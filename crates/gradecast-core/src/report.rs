//! Projection report types with JSON persistence and scenario comparison.

use std::collections::HashMap;
use std::path::Path;

use anyhow::{Context, Result};
use chrono::{DateTime, Utc};
use serde::{Deserialize, Serialize};
use uuid::Uuid;

use crate::engine::PlanOutcome;
use crate::gpa::round_gpa;
use crate::model::{GraduationTarget, ImpactEntry, PlanningSession, ProjectionResult};
use crate::recommend::Recommendation;
use crate::target::TargetVerdict;

/// A complete projection report. All GPA figures are already rounded.
#[derive(Debug, Clone, Serialize, Deserialize)]
pub struct ProjectionReport {
    /// Unique report identifier.
    pub id: Uuid,
    /// When the report was created.
    pub created_at: DateTime<Utc>,
    /// Summary of the planning session.
    pub session: SessionSummary,
    /// Target the projection was measured against.
    pub target: GraduationTarget,
    pub result: ProjectionResult,
    pub verdict: TargetVerdict,
    /// Per-course impacts in roster order.
    pub impacts: Vec<ImpactEntry>,
    pub recommendation: Recommendation,
}

/// Summary of a session (without the full course list).
#[derive(Debug, Clone, Serialize, Deserialize)]
pub struct SessionSummary {
    pub id: String,
    pub name: String,
    pub course_count: usize,
    pub completed_credits: u32,
    pub baseline_gpa: f64,
}

impl ProjectionReport {
    pub fn new(session: &PlanningSession, target: GraduationTarget, outcome: PlanOutcome) -> Self {
        Self {
            id: Uuid::new_v4(),
            created_at: Utc::now(),
            session: SessionSummary {
                id: session.id.clone(),
                name: session.name.clone(),
                course_count: session.courses.len(),
                completed_credits: session.baseline.completed_credits,
                baseline_gpa: session.baseline.baseline_gpa,
            },
            target,
            result: outcome.result,
            verdict: outcome.verdict,
            impacts: outcome.impacts,
            recommendation: outcome.recommendation,
        }
    }

    /// Save the report as JSON to a file.
    pub fn save_json(&self, path: &Path) -> Result<()> {
        let json = serde_json::to_string_pretty(self).context("failed to serialize report")?;
        if let Some(parent) = path.parent() {
            std::fs::create_dir_all(parent)?;
        }
        std::fs::write(path, json)
            .with_context(|| format!("failed to write report to {}", path.display()))?;
        tracing::info!(report = %self.id, path = %path.display(), "projection report saved");
        Ok(())
    }

    /// Load a report from a JSON file.
    pub fn load_json(path: &Path) -> Result<Self> {
        let content = std::fs::read_to_string(path)
            .with_context(|| format!("failed to read report from {}", path.display()))?;
        let report: ProjectionReport =
            serde_json::from_str(&content).context("failed to parse report JSON")?;
        Ok(report)
    }

    /// Compare this scenario against a baseline scenario.
    ///
    /// Impacts are matched by course name, with repeated names paired in
    /// roster order (the first "Elective" against the first "Elective"). A
    /// shift counts as improved or worsened only when it moves by more than
    /// `threshold`.
    pub fn compare(&self, baseline: &ProjectionReport, threshold: f64) -> ScenarioComparison {
        let baseline_impacts: HashMap<(String, usize), f64> =
            keyed_impacts(baseline).into_iter().collect();
        let current_impacts = keyed_impacts(self);

        let mut improved = Vec::new();
        let mut worsened = Vec::new();
        let mut unchanged = 0usize;
        let mut added_courses = 0usize;

        // Walk in roster order so the output is stable.
        for (key, current_impact) in &current_impacts {
            let Some(&baseline_impact) = baseline_impacts.get(key) else {
                added_courses += 1;
                continue;
            };
            let delta = round_gpa(current_impact - baseline_impact);
            let shift = ImpactShift {
                course_name: key.0.clone(),
                baseline_impact,
                current_impact: *current_impact,
                delta,
            };
            if delta > threshold {
                improved.push(shift);
            } else if delta < -threshold {
                worsened.push(shift);
            } else {
                unchanged += 1;
            }
        }

        let removed_courses = baseline_impacts
            .keys()
            .filter(|key| !current_impacts.iter().any(|(current, _)| current == *key))
            .count();

        ScenarioComparison {
            baseline_projected_gpa: baseline.result.projected_gpa,
            current_projected_gpa: self.result.projected_gpa,
            gpa_change: round_gpa(self.result.projected_gpa - baseline.result.projected_gpa),
            baseline_eligible: baseline.result.graduation_eligible,
            current_eligible: self.result.graduation_eligible,
            improved,
            worsened,
            unchanged,
            added_courses,
            removed_courses,
        }
    }

    /// Format the report as markdown.
    pub fn to_markdown(&self) -> String {
        let mut md = String::new();

        md.push_str(&format!("## Projection: {}\n\n", self.session.name));
        md.push_str(&format!(
            "**Current GPA:** {:.2} | **Projected CGPA:** {:.2} | **Delta:** {:+.2}\n\n",
            self.result.current_gpa, self.result.projected_gpa, self.result.delta
        ));
        md.push_str(&format!(
            "**Target:** {:.2} over {} credits | **Eligible:** {} | **Credits remaining:** {}\n\n",
            self.target.minimum_gpa,
            self.target.required_credits,
            if self.result.graduation_eligible {
                "yes"
            } else {
                "no"
            },
            self.result.credits_remaining
        ));
        if let Some(average) = self.verdict.required_average {
            md.push_str(&format!(
                "**Required average on remaining credits:** {average:.2}{}\n\n",
                if self.verdict.target_reachable {
                    ""
                } else {
                    " (not reachable)"
                }
            ));
        }

        if !self.impacts.is_empty() {
            md.push_str("### Impacts\n\n");
            md.push_str("| Course | From | To | Impact |\n");
            md.push_str("|--------|------|----|--------|\n");
            for entry in &self.impacts {
                md.push_str(&format!(
                    "| {} | {} | {} | {:+.2} |\n",
                    entry.course_name,
                    entry
                        .from_grade
                        .map(|g| g.to_string())
                        .unwrap_or_else(|| "-".to_string()),
                    entry.to_grade,
                    entry.impact
                ));
            }
            md.push('\n');
        }

        md.push_str(&format!("> {}\n", self.recommendation));
        md
    }
}

/// Impacts keyed by course name and the name's occurrence index.
fn keyed_impacts(report: &ProjectionReport) -> Vec<((String, usize), f64)> {
    let mut seen: HashMap<&str, usize> = HashMap::new();
    report
        .impacts
        .iter()
        .map(|entry| {
            let occurrence = seen.entry(entry.course_name.as_str()).or_insert(0);
            let key = (entry.course_name.clone(), *occurrence);
            *occurrence += 1;
            (key, entry.impact)
        })
        .collect()
}

/// Result of comparing two scenarios.
#[derive(Debug, Clone, Serialize, Deserialize)]
pub struct ScenarioComparison {
    pub baseline_projected_gpa: f64,
    pub current_projected_gpa: f64,
    /// Current minus baseline projected CGPA.
    pub gpa_change: f64,
    pub baseline_eligible: bool,
    pub current_eligible: bool,
    /// Courses whose impact grew.
    pub improved: Vec<ImpactShift>,
    /// Courses whose impact shrank.
    pub worsened: Vec<ImpactShift>,
    /// Courses with no significant change.
    pub unchanged: usize,
    /// Courses in current but not baseline.
    pub added_courses: usize,
    /// Courses in baseline but not current.
    pub removed_courses: usize,
}

/// Change in one course's impact between two scenarios.
#[derive(Debug, Clone, Serialize, Deserialize)]
pub struct ImpactShift {
    pub course_name: String,
    pub baseline_impact: f64,
    pub current_impact: f64,
    pub delta: f64,
}

impl ScenarioComparison {
    /// Format the comparison as markdown.
    pub fn to_markdown(&self) -> String {
        let mut md = String::new();

        md.push_str(&format!(
            "**Summary:** projected CGPA {:.2} -> {:.2} ({:+.2}), {} improved, {} worsened, {} unchanged\n\n",
            self.baseline_projected_gpa,
            self.current_projected_gpa,
            self.gpa_change,
            self.improved.len(),
            self.worsened.len(),
            self.unchanged
        ));

        if self.baseline_eligible != self.current_eligible {
            md.push_str(&format!(
                "**Eligibility changed:** {} -> {}\n\n",
                self.baseline_eligible, self.current_eligible
            ));
        }

        for (title, shifts) in [("Worsened", &self.worsened), ("Improved", &self.improved)] {
            if shifts.is_empty() {
                continue;
            }
            md.push_str(&format!("### {title}\n\n"));
            md.push_str("| Course | Baseline | Current | Delta |\n");
            md.push_str("|--------|----------|---------|-------|\n");
            for s in shifts {
                md.push_str(&format!(
                    "| {} | {:+.2} | {:+.2} | {:+.2} |\n",
                    s.course_name, s.baseline_impact, s.current_impact, s.delta
                ));
            }
            md.push('\n');
        }

        md
    }

    /// Returns true if the projected CGPA dropped or any course's impact
    /// worsened.
    pub fn has_worsened(&self) -> bool {
        self.gpa_change < 0.0 || !self.worsened.is_empty()
    }
}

## TASK BRIEF
Copy, please, every line from the start of the entries down to the line that holds "was measured against.", with both of those lines included and no others.

## RESPONSE TO THIS EXERCISE
filename crates/gradecast-core/src/report.rs
//! Projection report types with JSON persistence and scenario comparison.

use std::collections::HashMap;
use std::path::Path;

use anyhow::{Context, Result};
use chrono::{DateTime, Utc};
use serde::{Deserialize, Serialize};
use uuid::Uuid;

use crate::engine::PlanOutcome;
use crate::gpa::round_gpa;
use crate::model::{GraduationTarget, ImpactEntry, PlanningSession, ProjectionResult};
use crate::recommend::Recommendation;
use crate::target::TargetVerdict;

/// A complete projection report. All GPA figures are already rounded.
#[derive(Debug, Clone, Serialize, Deserialize)]
pub struct ProjectionReport {
    /// Unique report identifier.
    pub id: Uuid,
    /// When the report was created.
    pub created_at: DateTime<Utc>,
    /// Summary of the planning session.
    pub session: SessionSummary,
    /// Target the projection was measured against.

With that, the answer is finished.